- _WHAT IS BEING ASKED_: Your task is to find every line of the listing that includes "rectangle" and copy it.

★ ★ ★ ★

// Software rasterizer for the handful of primitives the icon needs.
// All fills are aliased: a pixel is covered when its center (x + 0.5, y + 0.5)
// lies inside the shape. Covered pixels are alpha-blended over the layer.
// Visual: crisp, stair-stepped edges; no shape is anti-aliased.

use crate::color::Color;
use crate::filter::over;
use crate::types::Canvas;

/// End treatment for stroked lines.
#[derive(Debug, Clone, Copy, PartialEq, Eq)]
pub enum LineCap {
    Butt,  // ends flush with the endpoints
    Round, // half-disc past each endpoint
}

/// Axis-aligned rectangle whose corners are circular arcs of `radius`.
#[derive(Debug, Clone, Copy, PartialEq)]
pub struct RoundedRect {
    pub x0: f32,
    pub y0: f32,
    pub x1: f32,
    pub y1: f32,
    pub radius: f32,
}

impl RoundedRect {
    /// Radius is clamped to half the shorter side.
    pub fn new(x0: f32, y0: f32, x1: f32, y1: f32, radius: f32) -> Self {
        let max_r = ((x1 - x0).min(y1 - y0) * 0.5).max(0.0);
        Self { x0, y0, x1, y1, radius: radius.clamp(0.0, max_r) }
    }

    pub fn contains(&self, px: f32, py: f32) -> bool {
        if px < self.x0 || px > self.x1 || py < self.y0 || py > self.y1 {
            return false;
        }
        let r = self.radius;
        // Nearest point on the inner (radius-shrunk) rectangle.
        let cx = px.clamp(self.x0 + r, self.x1 - r);
        let cy = py.clamp(self.y0 + r, self.y1 - r);
        let (dx, dy) = (px - cx, py - cy);
        dx * dx + dy * dy <= r * r
    }

    /// Shrink every edge by `d`. None when nothing is left.
    pub fn inset(&self, d: f32) -> Option<RoundedRect> {
        let (x0, y0, x1, y1) = (self.x0 + d, self.y0 + d, self.x1 - d, self.y1 - d);
        if x1 <= x0 || y1 <= y0 {
            return None;
        }
        Some(RoundedRect::new(x0, y0, x1, y1, (self.radius - d).max(0.0)))
    }

    /// Grow every edge (and the radius) by `d`.
    pub fn outset(&self, d: f32) -> RoundedRect {
        RoundedRect::new(self.x0 - d, self.y0 - d, self.x1 + d, self.y1 + d, self.radius + d)
    }
}

/// Blend one color over the pixel at (x,y) if it is inside bounds.
/// Visual: the exact pixel at (x,y) takes on (or is tinted by) the color.
#[inline]
fn blend_pixel(fb: &mut Canvas, x: i32, y: i32, color: Color) {
    if x < 0 || y < 0 {
        return;
    }
    let (x, y) = (x as usize, y as usize);
    if x >= fb.width || y >= fb.height {
        return;
    }
    let idx = y * fb.width + x;
    fb.pixels[idx] = over(fb.pixels[idx], color.to_argb());
}

/// Scan the bounding box and blend `color` wherever `covers` says so.
fn fill_where(
    fb: &mut Canvas,
    (x0, y0, x1, y1): (f32, f32, f32, f32),
    color: Color,
    covers: impl Fn(f32, f32) -> bool,
) {
    if color.a == 0 {
        return;
    }
    let xs = (x0.floor() as i32).max(0);
    let ys = (y0.floor() as i32).max(0);
    let xe = (x1.ceil() as i32).min(fb.width as i32);
    let ye = (y1.ceil() as i32).min(fb.height as i32);
    for y in ys..ye {
        for x in xs..xe {
            if covers(x as f32 + 0.5, y as f32 + 0.5) {
                blend_pixel(fb, x, y, color);
            }
        }
    }
}

/// Solid axis-aligned rectangle.
/// Visual: a flat block of color with square corners.
pub fn fill_rect(fb: &mut Canvas, x0: f32, y0: f32, x1: f32, y1: f32, color: Color) {
    fill_where(fb, (x0, y0, x1, y1), color, |px, py| {
        px >= x0 && px <= x1 && py >= y0 && py <= y1
    });
}

/// Visual: a solid pill or tile, depending on how large the radius is.
pub fn fill_rounded_rect(fb: &mut Canvas, rect: &RoundedRect, color: Color) {
    fill_where(fb, (rect.x0, rect.y0, rect.x1, rect.y1), color, |px, py| rect.contains(px, py));
}

/// Outline drawn inward from the edge: the ring between `rect` and `rect`
/// shrunk by `width`.
/// Visual: a hollow capsule; the layer below shows through the middle.
pub fn stroke_rounded_rect(fb: &mut Canvas, rect: &RoundedRect, width: f32, color: Color) {
    let inner = rect.inset(width);
    fill_where(fb, (rect.x0, rect.y0, rect.x1, rect.y1), color, |px, py| {
        rect.contains(px, py) && !inner.is_some_and(|i| i.contains(px, py))
    });
}

/// Visual: a solid dot; used for the round ends of the waveform bars.
pub fn fill_circle(fb: &mut Canvas, cx: f32, cy: f32, radius: f32, color: Color) {
    let r2 = radius * radius;
    fill_where(fb, (cx - radius, cy - radius, cx + radius, cy + radius), color, |px, py| {
        let (dx, dy) = (px - cx, py - cy);
        dx * dx + dy * dy <= r2
    });
}

/// Is (px,py) within `half` of the segment a-b?
fn segment_covers(a: (f32, f32), b: (f32, f32), half: f32, cap: LineCap, px: f32, py: f32) -> bool {
    let (dx, dy) = (b.0 - a.0, b.1 - a.1);
    let len2 = dx * dx + dy * dy;
    let t = if len2 > 0.0 { ((px - a.0) * dx + (py - a.1) * dy) / len2 } else { 0.0 };
    if cap == LineCap::Butt && (len2 == 0.0 || !(0.0..=1.0).contains(&t)) {
        return false;
    }
    let t = t.clamp(0.0, 1.0);
    let (nx, ny) = (a.0 + dx * t - px, a.1 + dy * t - py);
    nx * nx + ny * ny <= half * half
}

/// Thick straight line between two points.
/// Visual: a bar `width` pixels across, flat or rounded at the ends per `cap`.
pub fn draw_line(fb: &mut Canvas, a: (f32, f32), b: (f32, f32), width: f32, cap: LineCap, color: Color) {
    draw_polyline(fb, &[a, b], width, cap, color);
}

/// Thick polyline. Segments are unioned before blending, so a translucent
/// color is not darkened where consecutive segments overlap.
/// Visual: one continuous stroke, e.g. the stand's curve or a `>` glyph.
pub fn draw_polyline(fb: &mut Canvas, points: &[(f32, f32)], width: f32, cap: LineCap, color: Color) {
    if points.len() < 2 || width <= 0.0 {
        return;
    }
    let half = width * 0.5;
    let (mut x0, mut y0, mut x1, mut y1) = (f32::MAX, f32::MAX, f32::MIN, f32::MIN);
    for &(x, y) in points {
        x0 = x0.min(x);
        y0 = y0.min(y);
        x1 = x1.max(x);
        y1 = y1.max(y);
    }
    fill_where(fb, (x0 - half, y0 - half, x1 + half, y1 + half), color, |px, py| {
        points
            .windows(2)
            .any(|seg| segment_covers(seg[0], seg[1], half, cap, px, py))
    });
}

#[cfg(test)]
mod tests {
    use super::*;

    const RED: Color = Color::rgb(255, 0, 0);

    fn alpha_at(fb: &Canvas, x: usize, y: usize) -> u8 {
        fb.get(x, y).a
    }

    #[test]
    fn rounded_rect_excludes_corners() {
        let rr = RoundedRect::new(0.0, 0.0, 100.0, 100.0, 20.0);
        assert!(rr.contains(50.0, 50.0));
        assert!(rr.contains(20.0, 0.5));
        assert!(!rr.contains(1.0, 1.0));
        assert!(!rr.contains(99.0, 99.0));
        assert!(!rr.contains(101.0, 50.0));
    }

    #[test]
    fn radius_is_clamped_to_half_side() {
        let rr = RoundedRect::new(0.0, 0.0, 40.0, 100.0, 80.0);
        assert_eq!(rr.radius, 20.0);
    }

    #[test]
    fn inset_past_center_is_empty() {
        let rr = RoundedRect::new(0.0, 0.0, 10.0, 10.0, 5.0);
        assert!(rr.inset(5.0).is_none());
        assert_eq!(rr.inset(2.0).unwrap().radius, 3.0);
    }

    #[test]
    fn stroke_leaves_interior_empty() {
        let mut fb = Canvas::new(64, 64);
        let rr = RoundedRect::new(8.0, 8.0, 56.0, 56.0, 10.0);
        stroke_rounded_rect(&mut fb, &rr, 4.0, RED);
        assert_eq!(alpha_at(&fb, 32, 9), 255); // on the top edge
        assert_eq!(alpha_at(&fb, 32, 32), 0); // hollow middle
        assert_eq!(alpha_at(&fb, 2, 2), 0);
    }

    #[test]
    fn fill_circle_covers_disc_only() {
        let mut fb = Canvas::new(32, 32);
        fill_circle(&mut fb, 16.0, 16.0, 7.0, RED);
        assert_eq!(fb.get(16, 16), RED);
        assert_eq!(alpha_at(&fb, 16, 9), 255);
        assert_eq!(alpha_at(&fb, 16, 4), 0);
        assert_eq!(alpha_at(&fb, 10, 10), 0); // diagonal, outside radius
    }

    #[test]
    fn butt_line_stops_at_endpoints_round_does_not() {
        let mut butt = Canvas::new(40, 20);
        draw_line(&mut butt, (10.0, 10.0), (30.0, 10.0), 6.0, LineCap::Butt, RED);
        assert_eq!(alpha_at(&butt, 20, 10), 255);
        assert_eq!(alpha_at(&butt, 8, 10), 0);

        let mut round = Canvas::new(40, 20);
        draw_line(&mut round, (10.0, 10.0), (30.0, 10.0), 6.0, LineCap::Round, RED);
        assert_eq!(alpha_at(&round, 8, 10), 255);
    }

    #[test]
    fn translucent_polyline_is_blended_once_at_joints() {
        let mut fb = Canvas::new(40, 40);
        let half_red = RED.with_alpha(128);
        let pts = [(5.0, 20.0), (20.0, 20.0), (35.0, 20.0)];
        draw_polyline(&mut fb, &pts, 8.0, LineCap::Round, half_red);
        assert_eq!(fb.get(20, 20), half_red);
        assert_eq!(fb.get(10, 20), half_red);
    }

    #[test]
    fn drawing_off_canvas_is_clipped() {
        let mut fb = Canvas::new(16, 16);
        fill_rect(&mut fb, -10.0, -10.0, 4.0, 4.0, RED);
        fill_circle(&mut fb, 40.0, 40.0, 5.0, RED);
        assert_eq!(alpha_at(&fb, 0, 0), 255);
        assert_eq!(alpha_at(&fb, 15, 15), 0);
    }
}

★ ★ ★ ★

- _WRITTEN RESPONSE_:
/// Axis-aligned rectangle whose corners are circular arcs of `radius`.
        // Nearest point on the inner (radius-shrunk) rectangle.
/// Solid axis-aligned rectangle.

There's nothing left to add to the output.